4 septembre 2010 16h54 · Céline Lenoir
Pour quiconque voyage peu, ce tour du monde cinématographique est tout de même tout un périple.Très abordable, il nous emmène partout dans le monde.
Ces derniers jours, grâce à la pellicule, j'ai vu bien du pays. Tout d'abord, Montréal, ma ville natale présentée en "39 fragments" dans un magnifique documentaire rempli de poésie! Eh oui enfin!
Notre regard et notre attention sont attirés vers le côté humain et artistique des choses car c'est là que le cinéaste nous emmène.
Il y aura cette visite des immenses lieux d'entreposage où nous prenons conscience du laborieux travail accompli par les préposés au recyclage des rébuts de la ville. Nous rendrons visite à certains organismes à vocation humanitaire. Parmi ceux qu'on nous présente, le plus remarquable de tous, apporte une aide concrète,simple et efficace aux pays d'amérique latine. Son leitmotiv: "Réparons des vélos, le plus de vélos possibles…"
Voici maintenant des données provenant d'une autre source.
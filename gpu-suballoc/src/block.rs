//! One backend memory block: its bookkeeping and its shared map state.

use crate::{
    backend::{BlockHandle, MemoryBackend},
    budget::BudgetTracker,
    metadata::{Algorithm, BlockMetadata},
    AllocationError, DeviceSize,
};
use parking_lot::{Mutex, MutexGuard};
use std::{
    fmt,
    ptr::NonNull,
    sync::{
        atomic::{AtomicU64, Ordering},
        Arc,
    },
};

#[derive(Debug, Default)]
struct MapState {
    /// Outstanding map references, over all allocations in the block.
    count: u32,
    ptr: Option<NonNull<u8>>,
}

/// A single block of backend memory, shared by many allocations.
///
/// The block owns its backend handle: dropping it returns the memory to the
/// backend and settles the heap's budget counters. It must be empty by
/// then; the owning list only drops blocks it has verified empty, and
/// allocation handles keep their list alive.
pub(crate) struct MemoryBlock {
    backend: Arc<dyn MemoryBackend>,
    budget: Arc<BudgetTracker>,
    /// Per-list sequence number, for telling blocks apart in debug output.
    id: u32,
    memory_type_index: u32,
    heap_index: usize,
    memory: BlockHandle,
    size: DeviceSize,
    metadata: Mutex<BlockMetadata>,
    /// Cached copy of the metadata's free byte total, so block ordering
    /// can read it without the metadata lock.
    free_size: AtomicU64,
    map_state: Mutex<MapState>,
}

// SAFETY: The mapped pointer is an address into a backend mapping that
// stays valid until `unmap_block`; this crate never dereferences it, and
// the backend contract makes it usable from any thread.
unsafe impl Send for MemoryBlock {}
unsafe impl Sync for MemoryBlock {}

impl MemoryBlock {
    pub fn new(
        backend: Arc<dyn MemoryBackend>,
        budget: Arc<BudgetTracker>,
        id: u32,
        memory_type_index: u32,
        heap_index: usize,
        memory: BlockHandle,
        size: DeviceSize,
        algorithm: Algorithm,
    ) -> Self {
        MemoryBlock {
            backend,
            budget,
            id,
            memory_type_index,
            heap_index,
            memory,
            size,
            metadata: Mutex::new(BlockMetadata::new(algorithm, size)),
            free_size: AtomicU64::new(size),
            map_state: Mutex::new(MapState::default()),
        }
    }

    pub fn memory(&self) -> BlockHandle {
        self.memory
    }

    pub fn memory_type_index(&self) -> u32 {
        self.memory_type_index
    }

    pub fn size(&self) -> DeviceSize {
        self.size
    }

    pub fn metadata(&self) -> MutexGuard<'_, BlockMetadata> {
        self.metadata.lock()
    }

    pub fn free_size(&self) -> DeviceSize {
        self.free_size.load(Ordering::Acquire)
    }

    /// Callers update this after every metadata mutation, while still
    /// holding the metadata lock.
    pub fn set_free_size(&self, free_size: DeviceSize) {
        self.free_size.store(free_size, Ordering::Release);
    }

    /// Maps the block and returns the base pointer, mapping through the
    /// backend only on the first reference.
    pub fn map(&self) -> Result<NonNull<u8>, AllocationError> {
        let mut state = self.map_state.lock();

        let count = state
            .count
            .checked_add(1)
            .ok_or(AllocationError::MapFailed)?;

        let ptr = match state.ptr {
            Some(ptr) => ptr,
            None => {
                let ptr = self.backend.map_block(self.memory)?;
                state.ptr = Some(ptr);
                ptr
            }
        };

        state.count = count;

        Ok(ptr)
    }

    /// Releases one map reference, unmapping through the backend when the
    /// last one goes.
    pub fn unmap(&self) -> Result<(), AllocationError> {
        let mut state = self.map_state.lock();

        if state.count == 0 {
            return Err(AllocationError::MapFailed);
        }

        if state.count == 1 {
            self.backend.unmap_block(self.memory);
            state.ptr = None;
        }
        state.count -= 1;

        Ok(())
    }

    /// The block's base pointer while at least one map reference exists.
    pub fn mapped_ptr(&self) -> Option<NonNull<u8>> {
        self.map_state.lock().ptr
    }
}

impl Drop for MemoryBlock {
    fn drop(&mut self) {
        debug_assert!(
            self.metadata.get_mut().is_empty(),
            "block dropped with live allocations"
        );

        let map_state = self.map_state.get_mut();
        debug_assert!(map_state.count == 0, "block dropped while mapped");
        if map_state.ptr.is_some() {
            self.backend.unmap_block(self.memory);
        }

        self.backend.free_block(self.memory);
        self.budget.on_block_freed(self.heap_index, self.size);
    }
}

impl fmt::Debug for MemoryBlock {
    fn fmt(&self, f: &mut fmt::Formatter<'_>) -> fmt::Result {
        f.debug_struct("MemoryBlock")
            .field("id", &self.id)
            .field("memory", &self.memory)
            .field("memory_type_index", &self.memory_type_index)
            .field("heap_index", &self.heap_index)
            .field("size", &self.size)
            .field("free_size", &self.free_size)
            .finish_non_exhaustive()
    }
}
Impossible de vivre sans musique et pour que la fête commence on se paie un concert de l'orchestre Pourpour qui fait valser enfants et adultes.La danse ne s'arrête pas là puisque tout au long du film nous suivons la démarche créative d'une chorégraphe et d'une danseuse pour la préparation d'un spectacle de danse contemporaine. Toutes deux amoureuses du geste et de l'expressivité, elles nous communiquent leur passion à travers la beauté des mouvements de cette chorégraphie.
Puisque la ville est animée par les mouvements de ceux qui l'habitent, les défilés et les fêtes comptent parmi les événements à souligner.Un défilé des Noëls du monde où se côtoient Pères Noel et Saint -Nicolas saura nous faire oublier pendant un moment, que l'Amérique a relégué ce dernier aux oubliettes. Les parents heureux de voir la joie de leurs enfants, semblent presque oublier qu'ils sont des adultes.
Montréal vue à travers le regard de ce cinéaste, nous apparaît comme une ville où règne la poésie et l'humanisme, une ville avec des espacesde nature. Nous l'oublions trop souvent!
D'abord il nous emmène au parc de La Visitation où vivent de nombreuses variétés d'oiseaux, qu'admire une visiteuse en poste d'observation. Puis nous voici près des étangs du jardin botanique où se cotoient petits rongeurs, oiseaux et palmipèdes aux couleurs chatoyantes.
Une autre protagoniste de ce film : la neige. Tenant presqu'un premier rôle puisque ce beau film commence et se termine en hiver par une journée enneigée.
Ce documentaire met l'accent sur la beauté de ce magnifique hiver qui donne la possibilité aux adultes comme aux enfants de s'amuser grâce à cette belle neige qu'il nous envoie. Il donne à penser que nous ne profitons pas assez des bienfaits de cette saison pour ne penser qu'aux inconvénients .. Toujours pressés et si stressés, nous en voyons rarement les avantages.
Le film terminé, j'ai vu quelques autres productions cinématographiques récentes qui m'ont fait voyager, cette fois, à travers le monde dans des époques et des lieux où je ne suis jamais allée et où il ne sera pas possible de me rendre.
Heureusement, il y a le FFM!
J'ai apprécié énormément "39 fragments d'urbanité" j'ajouterais "d'humanité"! C'est d'ailleurs ce mot que j'avais compris et retenu en choisissant mes films, avec une amie. Mais notre choix était excellent.Ce film urbain est très humain et je me suis vraiment laissée glisser à l'intérieur comme nous l'a si gentiment suggéré son réalisateur au cours de sa présentation !
J'adore le cinéma et les festivals de cinéma! Il fait souvent bon de vivre à Montréal, cette ville francophone, ouverte sur le monde! Surtout quand on y jette un regard semblable à celui de ce poète et, ce cinéaste d'ici, sensible à la beauté de l'univers et à la bonté des gens. J'apprécie son talent et sa persévérance et plus que tout, ses perceptions remplies d'espoir.